LOVING DESCRIPTION, 2023-ONGOING
A collaboration between Lindsay Reckson and Jack Isaac Pryor, Loving Description is a long-form project that aims to move art and cultural criticism into the public sphere, mirroring the publicity & ephemerality of the event which it describes. We take our cue from Susan Sontag’s infamous “Against Interpretation” (1966), in which she advocates for surface readings (what she calls “loving description”) over analysis and deconstruction. Written from the point of view of spectator/listener/audience, these 1-page responses to contemporary works are then posted on site where the event took place, and archived here. The inaugural Loving Description took place on Monday, June 19, 2023 (Juneteenth) in Haverford, PA.
Note: In an effort to emphasize the writing over the writer, essays are not formally attributed; rather various authors’ names are tagged with their initials, alongside the date of publication and total word count.

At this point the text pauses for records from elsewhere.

//! Auth configuration and token types
//!
//! [`AuthSpec`] carries only the *lookup keys* (environment variable names)
//! needed to materialize credentials; no secret value ever lives in a config
//! document. [`TokenRecord`] is the persisted OAuth2 token pair.

use crate::error::{Error, Result};
use chrono::{DateTime, Utc};
use serde::{Deserialize, Serialize};

/// Safety buffer subtracted from the server-declared token lifetime
pub const EXPIRY_BUFFER_SECS: i64 = 60;

/// Authentication specification (environment-keyed, no embedded secrets)
#[derive(Debug, Clone, Default, Serialize, Deserialize)]
#[serde(tag = "kind", rename_all = "snake_case")]
pub enum AuthSpec {
    /// No authentication
    #[default]
    None,

    /// Bearer token read from an environment variable
    BearerEnv {
        /// Environment variable holding the token
        #[serde(default = "default_bearer_var")]
        token_var: String,
    },

    /// Static token sent in a custom header
    HeaderToken {
        /// Header name (e.g. "X-API-Key")
        header: String,
        /// Environment variable holding the token
        token_var: String,
    },

    /// Static token sent as a query parameter
    QueryToken {
        /// Query parameter name (e.g. "api_key")
        param: String,
        /// Environment variable holding the token
        token_var: String,
    },

    /// OAuth2 authorization-code + refresh flow
    Oauth2 {
        /// Environment variable holding the token endpoint URL
        #[serde(default = "default_token_url_var")]
        token_url_var: String,
        /// Environment variable holding the client id
        #[serde(default = "default_client_id_var")]
        client_id_var: String,
        /// Environment variable holding the client secret
        #[serde(default = "default_client_secret_var")]
        client_secret_var: String,
        /// Environment variable holding the redirect URI
        #[serde(default = "default_redirect_uri_var")]
        redirect_uri_var: String,
        /// Environment variable holding the scope (optional at runtime)
        #[serde(default = "default_scope_var")]
        scope_var: String,
        /// Token cache file; defaults to `.secrets/tokens_{client_id}.json`
        #[serde(default)]
        token_cache_path: Option<String>,
    },
}

fn default_bearer_var() -> String {
    "API_BEARER_TOKEN".to_string()
}

fn default_token_url_var() -> String {
    "OAUTH_TOKEN_URL".to_string()
}

fn default_client_id_var() -> String {
    "OAUTH_CLIENT_ID".to_string()
}

fn default_client_secret_var() -> String {
    "OAUTH_CLIENT_SECRET".to_string()
}

fn default_redirect_uri_var() -> String {
    "OAUTH_REDIRECT_URI".to_string()
}

fn default_scope_var() -> String {
    "OAUTH_SCOPE".to_string()
}

/// Materialized OAuth2 client credentials
#[derive(Debug, Clone)]
pub struct OAuth2Credentials {
    /// Token endpoint URL
    pub token_url: String,
    /// Client id
    pub client_id: String,
    /// Client secret
    pub client_secret: String,
    /// Redirect URI registered with the provider
    pub redirect_uri: String,
    /// Requested scope, if any
    pub scope: Option<String>,
}

impl OAuth2Credentials {
    /// Resolve credentials from the environment variables named by the spec
    pub fn from_env(
        token_url_var: &str,
        client_id_var: &str,
        client_secret_var: &str,
        redirect_uri_var: &str,
        scope_var: &str,
    ) -> Result<Self> {
        Ok(Self {
            token_url: require_env(token_url_var)?,
            client_id: require_env(client_id_var)?,
            client_secret: require_env(client_secret_var)?,
            redirect_uri: require_env(redirect_uri_var)?,
            scope: std::env::var(scope_var).ok(),
        })
    }
}

/// Read a required environment variable
pub fn require_env(var: &str) -> Result<String> {
    std::env::var(var).map_err(|_| Error::missing_env(var))
}

/// Persisted OAuth2 token pair with absolute expiry
#[derive(Debug, Clone, Serialize, Deserialize)]
pub struct TokenRecord {
    /// Current access token
    pub access_token: String,
    /// Refresh token; some providers issue it only on the first exchange
    #[serde(default, skip_serializing_if = "Option::is_none")]
    pub refresh_token: Option<String>,
    /// Absolute expiry instant (lifetime minus the safety buffer)
    pub expires_at: DateTime<Utc>,
    /// Token type reported by the provider
    #[serde(default, skip_serializing_if = "Option::is_none")]
    pub token_type: Option<String>,
    /// Scope reported by the provider
    #[serde(default, skip_serializing_if = "Option::is_none")]
    pub scope: Option<String>,
}

impl TokenRecord {
    /// Check whether the access token has passed its (buffered) expiry
    pub fn is_expired(&self) -> bool {
        Utc::now() >= self.expires_at
    }
}

/// Wire shape of a token endpoint response
#[derive(Debug, Deserialize)]
pub struct TokenResponse {
    pub access_token: String,
    #[serde(default)]
    pub refresh_token: Option<String>,
    #[serde(default)]
    pub expires_in: Option<i64>,
    #[serde(default)]
    pub token_type: Option<String>,
    #[serde(default)]
    pub scope: Option<String>,
}

impl TokenResponse {
    /// Build a record from this response, preserving a previously stored
    /// refresh token when the response omits one.
    ///
    /// Upstream APIs issue the refresh token only on the first exchange;
    /// once observed it must never be overwritten by absence.
    pub fn into_record(self, previous_refresh: Option<String>) -> TokenRecord {
        let lifetime = self.expires_in.unwrap_or(3600);
        let expires_at =
            Utc::now() + chrono::Duration::seconds((lifetime - EXPIRY_BUFFER_SECS).max(0));
        TokenRecord {
            access_token: self.access_token,
            refresh_token: self.refresh_token.or(previous_refresh),
            expires_at,
            token_type: self.token_type,
            scope: self.scope,
        }
    }
}

#[cfg(test)]
mod type_tests {
    use super::*;

    fn response(expires_in: i64, refresh: Option<&str>) -> TokenResponse {
        TokenResponse {
            access_token: "at".to_string(),
            refresh_token: refresh.map(String::from),
            expires_in: Some(expires_in),
            token_type: Some("Bearer".to_string()),
            scope: None,
        }
    }

    #[test]
    fn test_record_not_expired_with_fresh_lifetime() {
        let record = response(3600, Some("rt")).into_record(None);
        assert!(!record.is_expired());
    }

    #[test]
    fn test_record_expired_when_lifetime_within_buffer() {
        // 30s lifetime is entirely consumed by the 60s buffer
        let record = response(30, Some("rt")).into_record(None);
        assert!(record.is_expired());
    }

    #[test]
    fn test_refresh_token_preserved_when_response_omits_it() {
        let record = response(3600, None).into_record(Some("old-rt".to_string()));
        assert_eq!(record.refresh_token.as_deref(), Some("old-rt"));
    }

    #[test]
    fn test_refresh_token_replaced_when_response_carries_one() {
        let record = response(3600, Some("new-rt")).into_record(Some("old-rt".to_string()));
        assert_eq!(record.refresh_token.as_deref(), Some("new-rt"));
    }

    #[test]
    fn test_auth_spec_default_is_none() {
        assert!(matches!(AuthSpec::default(), AuthSpec::None));
    }

    #[test]
    fn test_auth_spec_yaml_defaults() {
        let spec: AuthSpec = serde_yaml::from_str("kind: oauth2").unwrap();
        match spec {
            AuthSpec::Oauth2 {
                token_url_var,
                client_id_var,
                ..
            } => {
                assert_eq!(token_url_var, "OAUTH_TOKEN_URL");
                assert_eq!(client_id_var, "OAUTH_CLIENT_ID");
            }
            other => panic!("unexpected spec: {other:?}"),
        }
    }
}
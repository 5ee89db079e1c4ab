//! HTTP transport layer
//!
//! [`HttpExecutor`] is the single request path for the whole crate; every
//! page fetch and detail lookup goes through its retry loop. [`RateGovernor`]
//! paces requests per channel so primary pagination and enrichment can run
//! under independent rate budgets.

mod client;
mod rate_limit;

pub use client::{HttpExecutor, HttpExecutorConfig};
pub use rate_limit::RateGovernor;

#[cfg(test)]
mod tests;
//! Pagination types and traits
//!
//! Defines the paging modes an endpoint can declare and the strategy
//! trait the fetch loop drives.

use serde::{Deserialize, Serialize};

use crate::types::StringMap;

use super::strategies::{CursorPaginator, PageNumberPaginator};

/// Paging mode declared by an endpoint configuration
#[derive(Debug, Clone, Serialize, Deserialize)]
#[serde(tag = "mode", rename_all = "snake_case")]
pub enum PagingSpec {
    /// Page-number pagination (`?page=N&limit=M`)
    Page {
        /// Query parameter carrying the page number
        #[serde(default = "default_page_param")]
        page_param: String,
        /// Query parameter carrying the page size
        #[serde(default = "default_size_param")]
        size_param: String,
        /// Records requested per page
        #[serde(default = "default_page_size")]
        page_size: u32,
        /// First page number (some APIs start at 0)
        #[serde(default = "default_start_page")]
        start_page: u32,
    },

    /// Cursor pagination: a token from each response addresses the next page
    Cursor {
        /// Query parameter carrying the cursor
        cursor_param: String,
        /// Dot path to the cursor token in the response body
        cursor_path: String,
        /// Optional query parameter carrying the page size
        #[serde(default)]
        size_param: Option<String>,
        /// Records requested per page, sent only when `size_param` is set
        #[serde(default)]
        page_size: Option<u32>,
    },
}

fn default_page_param() -> String {
    "page".to_string()
}

fn default_size_param() -> String {
    "limit".to_string()
}

fn default_page_size() -> u32 {
    100
}

fn default_start_page() -> u32 {
    1
}

impl Default for PagingSpec {
    fn default() -> Self {
        Self::Page {
            page_param: default_page_param(),
            size_param: default_size_param(),
            page_size: default_page_size(),
            start_page: default_start_page(),
        }
    }
}

impl PagingSpec {
    /// Page size when declared, used for short-page detection
    pub fn page_size(&self) -> Option<u32> {
        match self {
            Self::Page { page_size, .. } => Some(*page_size),
            Self::Cursor { page_size, .. } => *page_size,
        }
    }

    /// Build the strategy for this spec
    pub fn paginator(&self) -> Box<dyn Paginator> {
        match self {
            Self::Page {
                page_param,
                size_param,
                page_size,
                start_page,
            } => Box::new(PageNumberPaginator::new(
                page_param.clone(),
                size_param.clone(),
                *page_size,
                *start_page,
            )),
            Self::Cursor {
                cursor_param,
                cursor_path,
                size_param,
                page_size,
            } => Box::new(CursorPaginator::new(
                cursor_param.clone(),
                cursor_path.clone(),
                size_param.clone(),
                *page_size,
            )),
        }
    }

    /// First page number, where the mode has one
    pub fn start_page(&self) -> u32 {
        match self {
            Self::Page { start_page, .. } => *start_page,
            Self::Cursor { .. } => 1,
        }
    }
}

/// Result of the next page computation
#[derive(Debug, Clone)]
pub enum NextPage {
    /// More pages available with these parameters
    Continue {
        /// Query parameters to add or replace
        query_params: StringMap,
    },
    /// No more pages
    Done,
}

impl NextPage {
    /// Create a continuation with query parameters
    pub fn with_params(params: StringMap) -> Self {
        Self::Continue {
            query_params: params,
        }
    }

    /// Check if this is a done result
    pub fn is_done(&self) -> bool {
        matches!(self, Self::Done)
    }
}

/// Tracks pagination progress during one fetch loop
#[derive(Debug, Clone, Default)]
pub struct PaginationState {
    /// Current page number (page mode)
    pub page: u32,
    /// Current cursor value (cursor mode)
    pub cursor: Option<String>,
    /// Total records fetched so far
    pub total_fetched: u64,
    /// Is pagination complete?
    pub done: bool,
}

impl PaginationState {
    pub fn new() -> Self {
        Self::default()
    }

    /// Create state positioned at a starting page
    pub fn with_page(page: u32) -> Self {
        Self {
            page,
            ..Default::default()
        }
    }

    /// Mark pagination as complete
    pub fn mark_done(&mut self) {
        self.done = true;
    }

    /// Advance to the next page number
    pub fn next_page(&mut self) {
        self.page += 1;
    }

    /// Record the cursor addressing the next page
    pub fn set_cursor(&mut self, cursor: String) {
        self.cursor = Some(cursor);
    }

    /// Add to total fetched
    pub fn add_fetched(&mut self, count: u64) {
        self.total_fetched += count;
    }
}

/// Core trait for pagination strategies
pub trait Paginator: Send + Sync {
    /// Query parameters addressing the page the state currently points at
    fn initial_params(&self, state: &PaginationState) -> StringMap;

    /// Inspect a response and decide whether another page follows
    fn process_response(
        &self,
        body: &crate::types::JsonValue,
        records_count: usize,
        state: &mut PaginationState,
    ) -> NextPage;
}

Families for Ceasefire Action
Love Park, Philadelphia // October 5, 2024
The names of the dead, printed in Arabic, on a spreadsheet thousands of cells long. Each page is taped to the next, and the next, and the next, then folded, accordion-like—a stack.

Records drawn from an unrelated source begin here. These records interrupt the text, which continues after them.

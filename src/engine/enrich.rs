//! Detail enrichment
//!
//! After consolidation, each unique identity can be re-fetched from a
//! per-record detail endpoint (`{base}/{id}`). Lookups run either
//! sequentially or through a bounded worker pool; individual failures are
//! logged and dropped rather than aborting the run.

use std::sync::Arc;

use futures::stream::{self, StreamExt};
use tokio::sync::Semaphore;
use tracing::{debug, info, warn};

use crate::error::{Error, Result};
use crate::http::{HttpExecutor, RateGovernor};
use crate::records::{coerce_rows, select_payload};
use crate::types::{EnrichmentStrategy, JsonValue, StringMap};

/// Log progress after this many sequential lookups
const PROGRESS_INTERVAL: usize = 50;

/// Outcome of one enrichment sweep
#[derive(Debug, Default)]
pub struct EnrichmentOutcome {
    /// Detail rows collected, in completion order
    pub rows: Vec<JsonValue>,
    /// Lookups that returned a payload
    pub succeeded: usize,
    /// Lookups that failed after the retry budget
    pub failed: usize,
}

impl EnrichmentOutcome {
    /// Record one lookup result. A response whose payload resolves to no
    /// rows is dropped and counted as a failure, like a request error.
    fn tally(&mut self, id: &str, result: Result<Vec<JsonValue>>) {
        match result {
            Ok(rows) if !rows.is_empty() => {
                self.succeeded += 1;
                self.rows.extend(rows);
            }
            Ok(_) => {
                warn!(id = %id, "detail response carried no payload, dropping");
                self.failed += 1;
            }
            Err(err) => {
                warn!(id = %id, error = %err, "detail lookup failed, dropping");
                self.failed += 1;
            }
        }
    }
}

/// Runs detail lookups for a set of identities
pub struct EnrichmentEngine<'a> {
    executor: &'a HttpExecutor,
    governor: RateGovernor,
    strategy: EnrichmentStrategy,
    detail_workers: usize,
    concurrent_requests: usize,
    detail_data_path: Option<String>,
}

impl<'a> EnrichmentEngine<'a> {
    pub fn new(
        executor: &'a HttpExecutor,
        governor: RateGovernor,
        strategy: EnrichmentStrategy,
        detail_workers: usize,
        concurrent_requests: usize,
        detail_data_path: Option<String>,
    ) -> Self {
        Self {
            executor,
            governor,
            strategy,
            detail_workers,
            concurrent_requests,
            detail_data_path,
        }
    }

    /// Fetch the detail record for every identity in `ids`.
    pub async fn enrich(&self, base_url: &str, ids: &[String]) -> Result<EnrichmentOutcome> {
        info!(
            identities = ids.len(),
            strategy = ?self.strategy,
            "starting enrichment"
        );
        match self.strategy {
            EnrichmentStrategy::Sequential => self.enrich_sequential(base_url, ids).await,
            EnrichmentStrategy::Concurrent => self.enrich_concurrent(base_url, ids).await,
        }
    }

    async fn enrich_sequential(&self, base_url: &str, ids: &[String]) -> Result<EnrichmentOutcome> {
        let mut outcome = EnrichmentOutcome::default();

        for (done, id) in ids.iter().enumerate() {
            let result = self.fetch_detail(base_url, id).await;
            outcome.tally(id, result);
            if (done + 1) % PROGRESS_INTERVAL == 0 {
                info!(done = done + 1, total = ids.len(), "enrichment progress");
            }
        }
        Ok(outcome)
    }

    async fn enrich_concurrent(&self, base_url: &str, ids: &[String]) -> Result<EnrichmentOutcome> {
        let semaphore = Arc::new(Semaphore::new(self.concurrent_requests));
        let mut outcome = EnrichmentOutcome::default();

        let mut results = stream::iter(ids.iter())
            .map(|id| {
                let semaphore = Arc::clone(&semaphore);
                async move {
                    let _permit = semaphore
                        .acquire_owned()
                        .await
                        .map_err(|_| Error::extraction("enrichment semaphore closed"))?;
                    let rows = self.fetch_detail(base_url, id).await;
                    Ok::<_, Error>((id, rows))
                }
            })
            .buffer_unordered(self.detail_workers);

        while let Some(result) = results.next().await {
            let (id, rows) = result?;
            outcome.tally(id, rows);
        }
        Ok(outcome)
    }

    async fn fetch_detail(&self, base_url: &str, id: &str) -> Result<Vec<JsonValue>> {
        let url = format!("{}/{}", base_url.trim_end_matches('/'), id);
        debug!(url = %url, "fetching detail");
        let body = self
            .executor
            .get(&url, &StringMap::new(), &self.governor)
            .await?;
        let payload = select_payload(&body, self.detail_data_path.as_deref());
        Ok(coerce_rows(payload))
    }
}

It is the sound of paper dragging on concrete that gets me. It drowns out the preachers on their blocks, the traffic on 15th Street, the beating of my heart. One person pulls, another holds—thumbs feeding paper like a many yards-long spool of thread, unraveled. This happens twelve times with twelve stacks until the plaza is covered in paper and ink. Women with cloth sacks emerge, each filled with weighty stones. They walk between, anchoring paper to ground.
At the head of each scroll, a red placard—monument-like—announcing the ages of the dead: 0-4, 4-9, 9-14, 14-18, 18-22, 22-26, and on and on. Children place stuffed bears, sippy cups, baby shoes: things their mothers brought. I place a yellow flower next to a name I cannot read. Golden hour: plastic tealights flicker on—701 in all (one for each of the slain under the age of 1). Mourner’s Kaddish, song: “Palestine will be free, Palestine will be free, we will not avert our eyes, Palestine will be free.”
Unceremoniously, we clean. We take back our stuffed bears, sippy cups, baby shoes. Stones back in sacks, we refold the stacks. What we can leave, we do. Beneath the eponymous park sign that reads LOVE in blazing red, with iconic tilted O, we hang the letters G and A and Z and A, our G slanted in likeness. “LOVE GAZA,” it commands, a city park renamed.
I know what it means to love God, mother, cat, ocean, freedom, first fruits, last rites, dirt, rain, sleep, the sound of the voice of a woman I love. What does it mean to love Gaza? I walk home, alone, across river and bridge.
JIP // October 7, 2024 // @ 313 words
Dia: Beacon // Rosh Chodesh Elul
I arrive by accident. The space is grand and cool, as in cold: ceilings high, floor gray, more empty than full—a warehouse. I think of Claude, age 10, at the MOMA—wandering without a map. Room leads to room, art to art—trust the design, trust chance, trust God.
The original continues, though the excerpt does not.